Using Agile at the right level

Agile at the right level

There has been lots of criticism that “Agile” is a poor way to run any form of IT development project, with the following comments being made to substantiate the statement:

  • No one uses “agile” in real world engineering
  • It doesn’t scale
  • It’s “new”

Indeed everyone seems to think that Royce’s original article in the 1970s was an example of a working project delivery method and miss that he presented it as a broken model.
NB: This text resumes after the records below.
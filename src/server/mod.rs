//! HTTP server layer for the cover API.
//!
//! # Architecture
//!
//! ```text
//! ┌─────────────────────────────────────────────────────────────────┐
//! │                         HTTP Layer                              │
//! │              POST /        DELETE /{filename}                   │
//! │                                                                 │
//! │  ┌─────────────┐  ┌─────────────┐  ┌─────────────────────────┐  │
//! │  │    auth     │  │  handlers   │  │        routes           │  │
//! │  │ (token gate)│  │ (upload,    │  │  (router config)        │  │
//! │  │             │  │  delete)    │  │                         │  │
//! │  └─────────────┘  └─────────────┘  └─────────────────────────┘  │
//! └─────────────────────────────────────────────────────────────────┘
//! ```

pub mod auth;
pub mod handlers;
pub mod limit;
pub mod routes;

pub use auth::{token_middleware, AuthError, TokenAuth, UPLOAD_TOKEN_HEADER};
pub use handlers::{
    delete_handler, health_handler, is_accepted_content_type, upload_handler, AppState,
    DeleteResponse, ErrorResponse, HealthResponse, UploadResponse, ACCEPTED_CONTENT_TYPES,
    DEFAULT_MAX_FILE_SIZE,
};
pub use limit::{BoundedBuffer, LimitExceeded};
pub use routes::{create_router, RouterConfig, HEALTH_PATH, MULTIPART_OVERHEAD};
Even in the early 1990s when I was going through my undergraduate Computer Science degree it was misused in the same way, and I cannot help but feel that if that myth was not abused how many more IT projects might have been successful.

Who Cares?

Examples of early iterative programmes

The two sides of the “space race” in the 50s and 60s are good examples of iterative development especially given the high level pressures the two sides placed themselves under

  • Intense Competition
  • New problem domain
  • Aversion to failure

Both the United States and the Soviet Union had high level goals that placed failure, this is shown by the following one of the three goals of the Mercury programme:

To recover both man and spacecraft safely

Unfortunately for just as I was starting to sit down and write up my take on the above and how they used iterative development models to deliver I found that Dan Brown had already written about it!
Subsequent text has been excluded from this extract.